The following day was to be a fete day at the kindergarten, the Christmas and New Year festivals combined. All that afternoon the little two-story building on Pacific Street had been filled with a number of grand ladies of the Kindergarten Board, who were hanging up ropes of evergreen and sprays of holly, and arranging a great Christmas tree that stood in the centre of the ring in the schoolroom. The whole place was pervaded with a pungent, piney odor. Trina had been very busy since the early morning, coming and going at everybody's call, now running down the street after another tack-hammer or a fresh supply of cranberries, now tying together the ropes of evergreen and passing them up to one of the grand ladies as she carefully balanced herself on a step-ladder. By evening everything was in place. As the last grand lady left the school, she gave Trina an extra dollar for her work, and said:
'Now, if you'll just tidy up here, Mrs. McTeague, I think that will be all. Sweep up the pine needles here — you see they are all over the floor — and look through all the rooms, and tidy up generally. Good night — and a Happy New Year,' she cried pleasantly as she went out.
Trina put the dollar away in her trunk before she did anything else and cooked herself a bit of supper. Then she came downstairs again.
The kindergarten was not large. On the lower floor were but two rooms, the main schoolroom and another room, a cloakroom, very small, where the children hung their hats and coats. This cloakroom opened off the back of the main schoolroom. Trina cast a critical glance into both of these rooms.

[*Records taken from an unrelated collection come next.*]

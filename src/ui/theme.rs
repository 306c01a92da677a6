//! # Theme System
//!
//! Color themes for the day calendar.
//!
//! Rendering code never hardcodes `ratatui::style::Color` values; it reads
//! them from the active [`Theme`], which is picked by name from the config
//! file.
//!
//! ## Built-in Themes
//!
//! - **Catppuccin Mocha** (default)
//! - **Dracula**
//! - **Nord**
//! - **Gruvbox Dark**
//! - **Solarized Dark**

use ratatui::style::Color;

/// All colors used by the calendar, grouped by semantic role.
#[derive(Debug, Clone)]
pub struct Theme {
    /// Name as written in `config.json`.
    pub name: &'static str,

    /// Calendar background.
    pub bg: Color,
    /// Primary text.
    pub fg: Color,
    /// Hour labels, grid lines, footer hints.
    pub fg_dim: Color,
    /// Header, borders and the selected block.
    pub accent: Color,

    /// Background of a finished study block.
    pub block: Color,
    /// Background of a block that is still running.
    pub ongoing: Color,
    /// Text drawn on top of a block.
    pub block_fg: Color,

    /// The current-time line.
    pub now_line: Color,
}

impl Theme {
    /// All built-in themes, in display order.
    pub fn all() -> &'static [Theme] {
        &BUILT_IN_THEMES
    }

    /// Find a built-in theme by name (case-insensitive).
    pub fn by_name(name: &str) -> Option<&'static Theme> {
        BUILT_IN_THEMES
            .iter()
            .find(|t| t.name.eq_ignore_ascii_case(name))
    }

    /// Return the default theme (Catppuccin Mocha).
    pub fn default_theme() -> &'static Theme {
        &BUILT_IN_THEMES[0]
    }
}

static BUILT_IN_THEMES: [Theme; 5] = [
    Theme {
        name: "Catppuccin Mocha",
        bg: Color::Rgb(30, 30, 46),          // base
        fg: Color::Rgb(205, 214, 244),       // text
        fg_dim: Color::Rgb(108, 112, 134),   // overlay0
        accent: Color::Rgb(137, 180, 250),   // blue
        block: Color::Rgb(69, 71, 90),       // surface1
        ongoing: Color::Rgb(64, 98, 80),     // green, darkened
        block_fg: Color::Rgb(205, 214, 244), // text
        now_line: Color::Rgb(243, 139, 168), // red
    },
    Theme {
        name: "Dracula",
        bg: Color::Rgb(40, 42, 54),
        fg: Color::Rgb(248, 248, 242),
        fg_dim: Color::Rgb(98, 114, 164),
        accent: Color::Rgb(189, 147, 249), // purple
        block: Color::Rgb(68, 71, 90),
        ongoing: Color::Rgb(40, 90, 60),
        block_fg: Color::Rgb(248, 248, 242),
        now_line: Color::Rgb(255, 85, 85),
    },
    Theme {
        name: "Nord",
        bg: Color::Rgb(46, 52, 64),
        fg: Color::Rgb(216, 222, 233),
        fg_dim: Color::Rgb(76, 86, 106),
        accent: Color::Rgb(136, 192, 208), // frost
        block: Color::Rgb(67, 76, 94),
        ongoing: Color::Rgb(83, 105, 80),
        block_fg: Color::Rgb(236, 239, 244),
        now_line: Color::Rgb(191, 97, 106), // aurora red
    },
    Theme {
        name: "Gruvbox Dark",
        bg: Color::Rgb(40, 40, 40),
        fg: Color::Rgb(235, 219, 178),
        fg_dim: Color::Rgb(146, 131, 116),
        accent: Color::Rgb(250, 189, 47), // yellow
        block: Color::Rgb(80, 73, 69),
        ongoing: Color::Rgb(79, 94, 44),
        block_fg: Color::Rgb(251, 241, 199),
        now_line: Color::Rgb(251, 73, 52),
    },
    Theme {
        name: "Solarized Dark",
        bg: Color::Rgb(0, 43, 54),
        fg: Color::Rgb(147, 161, 161),
        fg_dim: Color::Rgb(88, 110, 117),
        accent: Color::Rgb(38, 139, 210), // blue
        block: Color::Rgb(7, 54, 66),
        ongoing: Color::Rgb(60, 80, 20),
        block_fg: Color::Rgb(238, 232, 213),
        now_line: Color::Rgb(220, 50, 47),
    },
];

There had been a great deal of going and coming in them during the day, and she decided that the first thing to do would be to scrub the floors. She went up again to her room overhead and heated some water over her oil stove; then, re-descending, set to work vigorously.

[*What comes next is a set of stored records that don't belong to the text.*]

use crate::layout::StudyBlock;
use chrono::{DateTime, Duration, Utc};
use serde::{Deserialize, Serialize};
use std::fmt;
use std::str::FromStr;

/// Planned study for a day: `quantity` blocks of `block_size` minutes.
#[derive(Debug, Clone, Copy, PartialEq, Eq, Serialize, Deserialize)]
#[serde(deny_unknown_fields)]
pub struct DailyGoal {
    pub quantity: u32,
    /// Minutes per block.
    pub block_size: u32,
}

impl Default for DailyGoal {
    fn default() -> Self {
        Self {
            quantity: 7,
            block_size: 60,
        }
    }
}

impl DailyGoal {
    pub fn total_minutes(&self) -> i64 {
        i64::from(self.quantity) * i64::from(self.block_size)
    }
}

impl fmt::Display for DailyGoal {
    fn fmt(&self, f: &mut fmt::Formatter<'_>) -> fmt::Result {
        write!(f, "{}x{}", self.quantity, self.block_size)
    }
}

/// Parses `BLOCKSxMINUTES`, e.g. `7x60`.
impl FromStr for DailyGoal {
    type Err = String;

    fn from_str(s: &str) -> Result<Self, Self::Err> {
        let parse_part = |part: &str| -> Result<u32, String> {
            match part.trim().parse::<u32>() {
                Ok(0) => Err(format!("daily goal {s:?} must use positive numbers")),
                Ok(value) => Ok(value),
                Err(e) => Err(format!("invalid daily goal {s:?}: {e}")),
            }
        };

        let lower = s.to_ascii_lowercase();
        let (quantity, block_size) = lower.split_once('x').ok_or_else(|| {
            format!("invalid daily goal {s:?}: expected BLOCKSxMINUTES, e.g. 7x60")
        })?;

        Ok(Self {
            quantity: parse_part(quantity)?,
            block_size: parse_part(block_size)?,
        })
    }
}

/// Totals for the blocks shown on one day.
#[derive(Debug, Clone, PartialEq, Serialize)]
pub struct DaySummary {
    pub block_count: usize,
    pub ongoing_count: usize,
    /// Finished blocks, counted against the goal's block quantity.
    pub completed_blocks: usize,
    /// Focused time, with ongoing blocks counted up to `now`.
    pub focused_minutes: i64,
    /// Mean over rated blocks only.
    pub average_rating: Option<f64>,
    pub goal: DailyGoal,
    /// Focused share of the goal's total time, rounded down. Not capped at 100.
    pub goal_percent: u32,
}

fn hours_minutes(minutes: i64) -> String {
    format!("{}h {:02}m", minutes / 60, minutes % 60)
}

impl DaySummary {
    /// `2h 05m` style label for the focused time.
    pub fn focused_label(&self) -> String {
        hours_minutes(self.focused_minutes)
    }

    pub fn goal_minutes(&self) -> i64 {
        self.goal.total_minutes()
    }

    /// `2h 05m / 7h 00m (29%)`.
    pub fn goal_label(&self) -> String {
        format!(
            "{} / {} ({}%)",
            self.focused_label(),
            hours_minutes(self.goal_minutes()),
            self.goal_percent
        )
    }

    /// Blocks still needed to reach the goal's quantity.
    pub fn remaining_blocks(&self) -> usize {
        usize::try_from(self.goal.quantity)
            .unwrap_or(usize::MAX)
            .saturating_sub(self.completed_blocks)
    }
}

pub fn day_summary(blocks: &[StudyBlock], now: DateTime<Utc>, goal: DailyGoal) -> DaySummary {
    let focused = blocks
        .iter()
        .fold(Duration::zero(), |total, block| total + block.duration(now));

    let ratings: Vec<f64> = blocks.iter().filter_map(|block| block.rating).collect();
    let average_rating = if ratings.is_empty() {
        None
    } else {
        Some(ratings.iter().sum::<f64>() / ratings.len() as f64)
    };

    let focused_minutes = focused.num_minutes();
    let goal_percent = match goal.total_minutes() {
        0 => 100,
        total => u32::try_from(focused_minutes * 100 / total).unwrap_or(u32::MAX),
    };
    let ongoing_count = blocks.iter().filter(|block| block.is_ongoing()).count();

    DaySummary {
        block_count: blocks.len(),
        ongoing_count,
        completed_blocks: blocks.len() - ongoing_count,
        focused_minutes,
        average_rating,
        goal,
        goal_percent,
    }
}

By nine o'clock she had almost finished with the schoolroom. She was down on her hands and knees in the midst of a steaming muck of soapy water. On her feet were a pair of man's shoes fastened with buckles; a dirty cotton gown, damp with the water, clung about her shapeless, stunted figure. From time to time she sat back on her heels to ease the strain of her position, and with one smoking hand, white and parboiled with the hot water, brushed her hair, already streaked with gray, out of her weazened, pale face and the corners of her mouth.
It was very quiet. A gas-jet without a globe lit up the place with a crude, raw light. The cat who lived on the premises, preferring to be dirty rather than to be wet, had got into the coal scuttle, and over its rim watched her sleepily with a long, complacent purr.